Acupuncture is a treatment derived from ancient Chinese medicine. Fine needles are inserted at certain sites in the body for therapeutic or preventative purposes.

Western medical acupuncture is the use of acupuncture following a medical diagnosis. It involves stimulating sensory nerves under the skin and in the muscles of the body. This results in the body producing natural substances, such as pain-relieving endorphins. It's likely that these naturally released substances are responsible for the beneficial effects experienced with acupuncture.

A course of acupuncture usually creates longer lasting pain relief than when a single treatment is used.

Traditional acupuncture is based on the belief that an energy, or "life force", flows through the body in channels called meridians. This life force is known as Qi (pronounced "chee"). Practitioners who adhere to traditional beliefs about acupuncture believe that when Qi doesn't flow freely through the body, this can cause illness. They also believe acupuncture can restore the flow of Qi, and so restore health.

According to the British Acupuncture Council, conditions treated include headaches, lower back pain, infertility, depression, osteoarthritis, insomnia, digestive disorders (including IBS) and allergies (including eczema and hay fever). It is used in many NHS general practices, as well as the majority of pain clinics and hospices in the UK. 

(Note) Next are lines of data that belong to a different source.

impl TransientBackend {
    /// Creates a heap-resident store.
    #[must_use]
    pub fn transient(options: &StoreOptions) -> Self {
        let region = MemoryRegion::new(HEADER_SIZE + options.initial_extent);
        Self::with_region(region, BufferMode::Transient, options)
    }
}

impl MappedBackend {
    /// Opens or creates a memory-mapped store.
    ///
    /// # Errors
    ///
    /// Returns an error if the file cannot be opened or mapped, or is too
    /// short to hold the root block header.
    pub fn mapped(options: &StoreOptions) -> StorageResult<Self> {
        let region = MappedRegion::open(options, HEADER_SIZE + options.initial_extent)?;
        Self::open_region(region, BufferMode::Mapped, options)
    }
}

impl DiskWormBackend {
    /// Opens or creates an append-only disk store.
    ///
    /// # Errors
    ///
    /// Returns an error if the file cannot be opened or locked, or is too
    /// short to hold the root block header.
    pub fn disk_worm(options: &StoreOptions) -> StorageResult<Self> {
        let region = FileRegion::open(options, HEADER_SIZE + options.initial_extent)?;
        Self::open_region(region, BufferMode::DiskWorm, options)
    }

    /// Simulates an interrupted I/O closing the file handle.
    pub fn close_handle(&self) {
        self.region.close_handle();
    }

    /// Number of times the file handle was reopened.
    #[must_use]
    pub fn reopen_count(&self) -> u64 {
        self.region.reopen_count()
    }
}
//! Named indices and their views.
//!
//! The journal persists only one opaque checkpoint address per named
//! index. Everything else, the ordered map and its versioned tuples, lives
//! here behind the [`IndexView`] trait.

mod btree;
mod cache;
mod historical;
mod isolated;
mod live;
mod metadata;
mod read_committed;
mod traits;

pub use btree::{Tuple, VersionedBTree, UNCOMMITTED};
pub use cache::CanonicalCache;
pub use historical::ReadOnlyIndex;
pub use isolated::IsolatedIndex;
pub(crate) use live::WriteGate;
pub use live::{LiveHandle, LiveIndex, LiveReader};
pub use metadata::IndexMetadata;
pub use read_committed::ReadCommittedIndex;
pub(crate) use read_committed::CommittedResolver;
pub use traits::IndexView;
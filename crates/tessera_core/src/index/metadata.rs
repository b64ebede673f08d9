use serde::{Deserialize, Serialize};
use uuid::Uuid;

/// Describes a named index at registration.
#[derive(Debug, Clone, PartialEq, Eq, Serialize, Deserialize)]
pub struct IndexMetadata {
    /// Name the index is registered under.
    pub name: String,
    /// Identity of the index, stable across commits.
    pub uuid: Uuid,
    /// Whether read-write transactions may write through the index.
    pub isolatable: bool,
}

impl IndexMetadata {
    /// Metadata for a new isolatable index.
    #[must_use]
    pub fn new(name: impl Into<String>) -> Self {
        Self {
            name: name.into(),
            uuid: Uuid::new_v4(),
            isolatable: true,
        }
    }

    /// Sets whether the index supports isolated writes.
    #[must_use]
    pub fn isolatable(mut self, value: bool) -> Self {
        self.isolatable = value;
        self
    }
}
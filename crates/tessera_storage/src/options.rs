//! Backend selection and sizing options.

use crate::address::MAX_OFFSET;
use std::fmt;
use std::path::PathBuf;

/// One mebibyte.
pub const MIB: u64 = 1024 * 1024;

/// Default initial user extent for new stores.
pub const DEFAULT_INITIAL_EXTENT: u64 = 10 * MIB;

/// Smallest amount by which `overflow` grows a store.
pub const MINIMUM_EXTENSION: u64 = 32 * MIB;

/// Largest extent of a memory-resident store.
pub const MEM_MAX_EXTENT: u64 = i32::MAX as u64;

/// Largest extent of a disk-resident store.
pub const DISK_MAX_EXTENT: u64 = MAX_OFFSET;

/// The physical strategy backing a journal.
#[derive(Debug, Clone, Copy, PartialEq, Eq, Hash)]
pub enum BufferMode {
    /// Heap buffer; not restart safe.
    Transient,
    /// Memory-mapped file with a fixed, pre-allocated extent.
    Mapped,
    /// Append-only (write once, read many) disk log.
    DiskWorm,
    /// Free-list managed read/write disk store.
    DiskRw,
}

impl BufferMode {
    /// Whether committed state survives a process restart.
    #[must_use]
    pub const fn is_stable(self) -> bool {
        !matches!(self, Self::Transient)
    }

    /// Whether the store can reclaim deleted records.
    #[must_use]
    pub const fn reuses_space(self) -> bool {
        matches!(self, Self::DiskRw)
    }

    /// Maximum user extent permitted by the strategy.
    #[must_use]
    pub const fn max_extent(self) -> u64 {
        match self {
            Self::Transient | Self::Mapped => MEM_MAX_EXTENT,
            Self::DiskWorm | Self::DiskRw => DISK_MAX_EXTENT,
        }
    }

    /// Short stable name.
    #[must_use]
    pub const fn as_str(self) -> &'static str {
        match self {
            Self::Transient => "transient",
            Self::Mapped => "mapped",
            Self::DiskWorm => "disk-worm",
            Self::DiskRw => "disk-rw",
        }
    }

    /// Byte tag stored in root blocks.
    #[must_use]
    pub const fn as_byte(self) -> u8 {
        match self {
            Self::Transient => 1,
            Self::Mapped => 2,
            Self::DiskWorm => 3,
            Self::DiskRw => 4,
        }
    }

    /// Parses a root block tag.
    #[must_use]
    pub const fn from_byte(b: u8) -> Option<Self> {
        match b {
            1 => Some(Self::Transient),
            2 => Some(Self::Mapped),
            3 => Some(Self::DiskWorm),
            4 => Some(Self::DiskRw),
            _ => None,
        }
    }
}

impl fmt::Display for BufferMode {
    fn fmt(&self, f: &mut fmt::Formatter<'_>) -> fmt::Result {
        f.write_str(self.as_str())
    }
}

/// Options for opening a storage backend.
#[derive(Debug, Clone)]
pub struct StoreOptions {
    /// Backend kind.
    pub mode: BufferMode,
    /// Backing file for file-based modes.
    pub file: Option<PathBuf>,
    /// Create a uniquely named file in the system temp directory.
    pub create_temp_file: bool,
    /// Remove the backing file when the backend is dropped.
    pub delete_on_close: bool,
    /// Whether a missing file may be created.
    pub create_if_missing: bool,
    /// User extent allocated for a new store (fixed extent for mapped stores).
    pub initial_extent: u64,
    /// Upper bound on the user extent; zero means no bound beyond the mode's.
    pub maximum_extent: u64,
    /// Store a CRC32 with every record.
    pub use_checksums: bool,
}

impl Default for StoreOptions {
    fn default() -> Self {
        Self {
            mode: BufferMode::Transient,
            file: None,
            create_temp_file: false,
            delete_on_close: false,
            create_if_missing: true,
            initial_extent: DEFAULT_INITIAL_EXTENT,
            maximum_extent: 0,
            use_checksums: false,
        }
    }
}

impl StoreOptions {
    /// Creates options with default values.
    #[must_use]
    pub fn new(mode: BufferMode) -> Self {
        Self {
            mode,
            ..Self::default()
        }
    }

    /// Sets the backing file.
    #[must_use]
    pub fn file(mut self, path: impl Into<PathBuf>) -> Self {
        self.file = Some(path.into());
        self
    }

    /// Requests a temporary backing file.
    #[must_use]
    pub const fn create_temp_file(mut self, value: bool) -> Self {
        self.create_temp_file = value;
        self
    }

    /// Sets whether the backing file is removed on drop.
    #[must_use]
    pub const fn delete_on_close(mut self, value: bool) -> Self {
        self.delete_on_close = value;
        self
    }

    /// Sets whether a missing file may be created.
    #[must_use]
    pub const fn create_if_missing(mut self, value: bool) -> Self {
        self.create_if_missing = value;
        self
    }

    /// Sets the initial user extent.
    #[must_use]
    pub const fn initial_extent(mut self, bytes: u64) -> Self {
        self.initial_extent = bytes;
        self
    }

    /// Sets the maximum user extent.
    #[must_use]
    pub const fn maximum_extent(mut self, bytes: u64) -> Self {
        self.maximum_extent = bytes;
        self
    }

    /// Enables or disables record checksums.
    #[must_use]
    pub const fn use_checksums(mut self, value: bool) -> Self {
        self.use_checksums = value;
        self
    }
}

An initial acupuncture session usually lasts 60 minutes and involves an assessment of your general health, medical history and a physical examination, followed by insertion of the acupuncture needles. Courses of treatment often involve up to 10 separate sessions, but this can vary. The needles are inserted into specific places on the body, which practitioners call acupuncture points.

During the session, you'll usually be asked to sit or lie down. You may also be asked to remove some clothes so the practitioner can access certain parts of your body. The needles used are fine and are usually a few centimetres long. They should be single-use, pre-sterilised needles that are disposed of immediately after use.

Acupuncture practitioners choose specific points to place the needles based on your condition. Up to 12 points may be used during a typical session, sometimes more depending on the number of symptoms you have. The needles may be inserted just under the skin, or deeper so they reach muscle tissue. Once the needles are in place, they may be left in position for a length of time lasting from a few minutes up to around 30 minutes. You may feel a tingling or a dull ache when the needles are inserted but shouldn't experience any significant pain. If you do, let your practitioner know straight away. In some cases, your practitioner may rotate the needles or stimulate them with a mild electric current (known as electroacupuncture).

When it's carried out by a qualified practitioner, acupuncture is generally very safe. There is a very small risk of mild, short-lived side effects such as pain, bruising/bleeding, nausea and drowsiness.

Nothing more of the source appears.